▸ WHAT YOU NEED TO DO: Whenever a line in the listing contains "field", copy that line.

▸ INFORMATION:
=== Begin Enclosure ===
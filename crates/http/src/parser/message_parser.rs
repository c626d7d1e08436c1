use std::fmt;

use bytes::{Bytes, BytesMut};
use tracing::{debug, trace};

use crate::ParseConfig;
use crate::codec::PayloadDecoder;
use crate::ensure;
use crate::parser::{HeaderParser, ParseState, Parser};
use crate::protocol::{BodyFraming, HttpError, MessageHead};

/// Parses a whole message: the header block, then the body until its framing says
/// it is complete.
///
/// Body bytes are collected in parser-owned storage. Callers streaming large bodies
/// drain it with [`take_body`](Self::take_body) between driver calls.
///
/// The parser works in two phases, the same way for requests and responses:
/// 1. Header parsing through an inner [`HeaderParser`]
/// 2. Payload parsing through a [`PayloadDecoder`] picked from the body framing
///
/// ```
/// use micro_http_parser::parser::{ParseState, Parser, ResponseParser};
///
/// let mut parser = ResponseParser::new();
/// let src = b"HTTP/1.1 200 OK\r\nTransfer-Encoding: chunked\r\n\r\n4\r\ntest\r\n0\r\n\r\n";
///
/// assert_eq!(parser.write(src).unwrap(), src.len());
/// assert_eq!(parser.state(), ParseState::Done);
/// assert_eq!(parser.body(), b"test");
/// ```
pub struct MessageParser<H> {
    header: HeaderParser<H>,
    payload: Option<PayloadDecoder>,
    framing: Option<BodyFraming>,
    state: ParseState,

    body: BytesMut,
    /// Length of the region handed out by `prepare` at the end of `body`
    prepared: usize,
    body_received: u64,

    skip_body: bool,
    allow_eof_body: Option<bool>,
    body_limit: Option<u64>,

    /// An error found while continuing a finished `HeaderParser`, reported by the
    /// next call
    deferred: Option<HttpError>,
}

impl<H: MessageHead> MessageParser<H> {
    pub fn new() -> Self {
        Self::with_config(&ParseConfig::default())
    }

    pub fn with_config(config: &ParseConfig) -> Self {
        Self::from_header_parser(HeaderParser::with_config(config), config)
    }

    /// Continues a header parse into the body.
    ///
    /// If the header block is already complete the body framing is decided right
    /// away. Bytes following the header block still sit in the caller's buffer and
    /// are picked up by the next `write`.
    pub fn from_header_parser(header: HeaderParser<H>, config: &ParseConfig) -> Self {
        let mut parser = Self {
            header,
            payload: None,
            framing: None,
            state: ParseState::NeedHeader,
            body: BytesMut::new(),
            prepared: 0,
            body_received: 0,
            skip_body: false,
            allow_eof_body: config.allow_eof_body(),
            body_limit: config.body_limit(),
            deferred: None,
        };

        if parser.header.is_done()
            && let Err(e) = parser.start_body()
        {
            parser.deferred = Some(e);
        }

        parser
    }

    pub fn state(&self) -> ParseState {
        self.state
    }

    /// Treats the message as having no body whatever its headers say.
    ///
    /// Needed for responses to `HEAD` and for `2xx` responses to `CONNECT`. Only
    /// allowed before the header block is complete.
    ///
    /// # Errors
    ///
    /// A logic error once the body framing has been decided.
    pub fn set_skip_body(&mut self, skip: bool) -> Result<(), HttpError> {
        ensure!(self.payload.is_none(), HttpError::logic("skip_body set after the header block was parsed"));
        self.skip_body = skip;
        Ok(())
    }

    /// The parsed head, once the header block is complete.
    pub fn head(&self) -> Option<&H> {
        self.header.head()
    }

    /// How the body ends, once the header block is complete.
    pub fn framing(&self) -> Option<BodyFraming> {
        self.framing
    }

    /// Body bytes collected and not taken yet.
    pub fn body(&self) -> &[u8] {
        &self.body[..self.body.len() - self.prepared]
    }

    /// Takes the collected body bytes, leaving the storage empty.
    pub fn take_body(&mut self) -> Bytes {
        self.drop_prepared();
        self.body.split().freeze()
    }

    /// Total body bytes received so far, including the ones already taken.
    pub fn body_received(&self) -> u64 {
        self.body_received
    }

    pub fn into_parts(mut self) -> (Option<H>, Bytes) {
        let body = self.take_body();
        (self.header.into_head(), body)
    }

    fn start_body(&mut self) -> Result<(), HttpError> {
        let Some(head) = self.header.head() else {
            return Err(HttpError::logic("body framing requested before the header block was parsed"));
        };

        let allow_eof_body = self.allow_eof_body.unwrap_or(H::EOF_BODY_BY_DEFAULT);
        let framing = if self.skip_body { BodyFraming::Empty } else { head.framing(self.allow_eof_body)? };

        if let (BodyFraming::Length(length), Some(limit)) = (framing, self.body_limit) {
            ensure!(length <= limit, HttpError::overflow(saturate(length), saturate(limit)));
        }

        debug!(kind = H::KIND, ?framing, "body framing decided");

        let max_line = self.header.decoder().max_header_bytes();
        self.payload = Some(PayloadDecoder::new(framing, max_line, allow_eof_body));
        self.framing = Some(framing);
        self.refresh_state();
        Ok(())
    }

    fn refresh_state(&mut self) {
        self.state = match &self.payload {
            None => ParseState::NeedHeader,
            Some(payload) if payload.is_finished() => ParseState::Done,
            Some(payload) if payload.is_fix_length() => ParseState::AtBody,
            Some(payload) if payload.is_until_close() => ParseState::AtBodyEof,
            Some(payload) if payload.is_at_framing() => ParseState::NeedChunkHeader,
            Some(_) => ParseState::AtChunk,
        };
    }

    fn account_body(&mut self, n: usize) -> Result<(), HttpError> {
        self.body_received += n as u64;
        if let Some(limit) = self.body_limit {
            ensure!(self.body_received <= limit, HttpError::overflow(saturate(self.body_received), saturate(limit)));
        }
        Ok(())
    }

    fn drop_prepared(&mut self) {
        if self.prepared > 0 {
            self.body.truncate(self.body.len() - self.prepared);
            self.prepared = 0;
        }
    }

    fn take_deferred(&mut self) -> Result<(), HttpError> {
        match self.deferred.take() {
            Some(e) => Err(e),
            None => Ok(()),
        }
    }
}

fn saturate(n: u64) -> usize {
    usize::try_from(n).unwrap_or(usize::MAX)
}

impl<H: MessageHead> Default for MessageParser<H> {
    fn default() -> Self {
        Self::new()
    }
}

/// Continues with the default [`ParseConfig`]. A header parser built with its own
/// configuration should go through [`MessageParser::from_header_parser`] instead.
impl<H: MessageHead> From<HeaderParser<H>> for MessageParser<H> {
    fn from(header: HeaderParser<H>) -> Self {
        Self::from_header_parser(header, &ParseConfig::default())
    }
}

impl<H: MessageHead> Parser for MessageParser<H> {
    fn needs_more(&self) -> bool {
        self.state != ParseState::Done
    }

    fn is_done(&self) -> bool {
        self.state == ParseState::Done
    }

    fn write(&mut self, src: &[u8]) -> Result<usize, HttpError> {
        self.take_deferred()?;
        self.drop_prepared();

        let mut used = 0;

        if self.payload.is_none() {
            used = self.header.write(src)?;
            if !self.header.is_done() {
                return Ok(used);
            }
            self.start_body()?;
        }

        if let Some(payload) = &mut self.payload
            && !payload.is_finished()
        {
            let before = self.body.len();
            used += payload.decode(&src[used..], &mut self.body)?;
            self.account_body(self.body.len() - before)?;
        }

        self.refresh_state();
        trace!(used, state = ?self.state, "parsed bytes");
        Ok(used)
    }

    fn write_eof(&mut self) -> Result<(), HttpError> {
        self.take_deferred()?;
        self.drop_prepared();

        match &mut self.payload {
            None => self.header.write_eof(),
            Some(payload) => {
                payload.finish_eof()?;
                self.refresh_state();
                Ok(())
            }
        }
    }

    fn direct_read_hint(&self) -> Option<usize> {
        if !matches!(self.state, ParseState::AtBody | ParseState::AtBodyEof | ParseState::AtChunk) {
            return None;
        }

        let hint = self.payload.as_ref()?.direct_read_hint()?;
        let hint = match self.body_limit {
            // one byte past the limit is enough to report the overflow
            Some(limit) => hint.min(limit.saturating_sub(self.body_received).max(1)),
            None => hint,
        };
        Some(saturate(hint))
    }

    fn prepare(&mut self, size: usize) -> Result<&mut [u8], HttpError> {
        self.take_deferred()?;
        self.drop_prepared();

        let Some(hint) = self.direct_read_hint() else {
            return Err(HttpError::logic(format!("direct read prepared in state {:?}", self.state)));
        };
        let size = size.min(hint);
        ensure!(size > 0, HttpError::logic("direct read of zero bytes"));

        let start = self.body.len();
        self.body.resize(start + size, 0);
        self.prepared = size;
        Ok(&mut self.body[start..])
    }

    fn commit(&mut self, n: usize) -> Result<(), HttpError> {
        ensure!(n <= self.prepared, HttpError::logic(format!("commit {n} bytes but only {} prepared", self.prepared)));

        let keep = self.body.len() - self.prepared + n;
        self.body.truncate(keep);
        self.prepared = 0;

        if let Some(payload) = &mut self.payload {
            payload.advance(n as u64);
        }
        self.account_body(n)?;
        self.refresh_state();
        Ok(())
    }
}

impl<H: fmt::Debug> fmt::Debug for MessageParser<H> {
    fn fmt(&self, f: &mut fmt::Formatter<'_>) -> fmt::Result {
        f.debug_struct("MessageParser")
            .field("header", &self.header)
            .field("framing", &self.framing)
            .field("state", &self.state)
            .field("body_len", &(self.body.len() - self.prepared))
            .field("body_received", &self.body_received)
            .finish_non_exhaustive()
    }
}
=== End Enclosure ===
▸ YOUR SOLUTION:
            .field("header", &self.header)
            .field("framing", &self.framing)
            .field("state", &self.state)
            .field("body_len", &(self.body.len() - self.prepared))
            .field("body_received", &self.body_received)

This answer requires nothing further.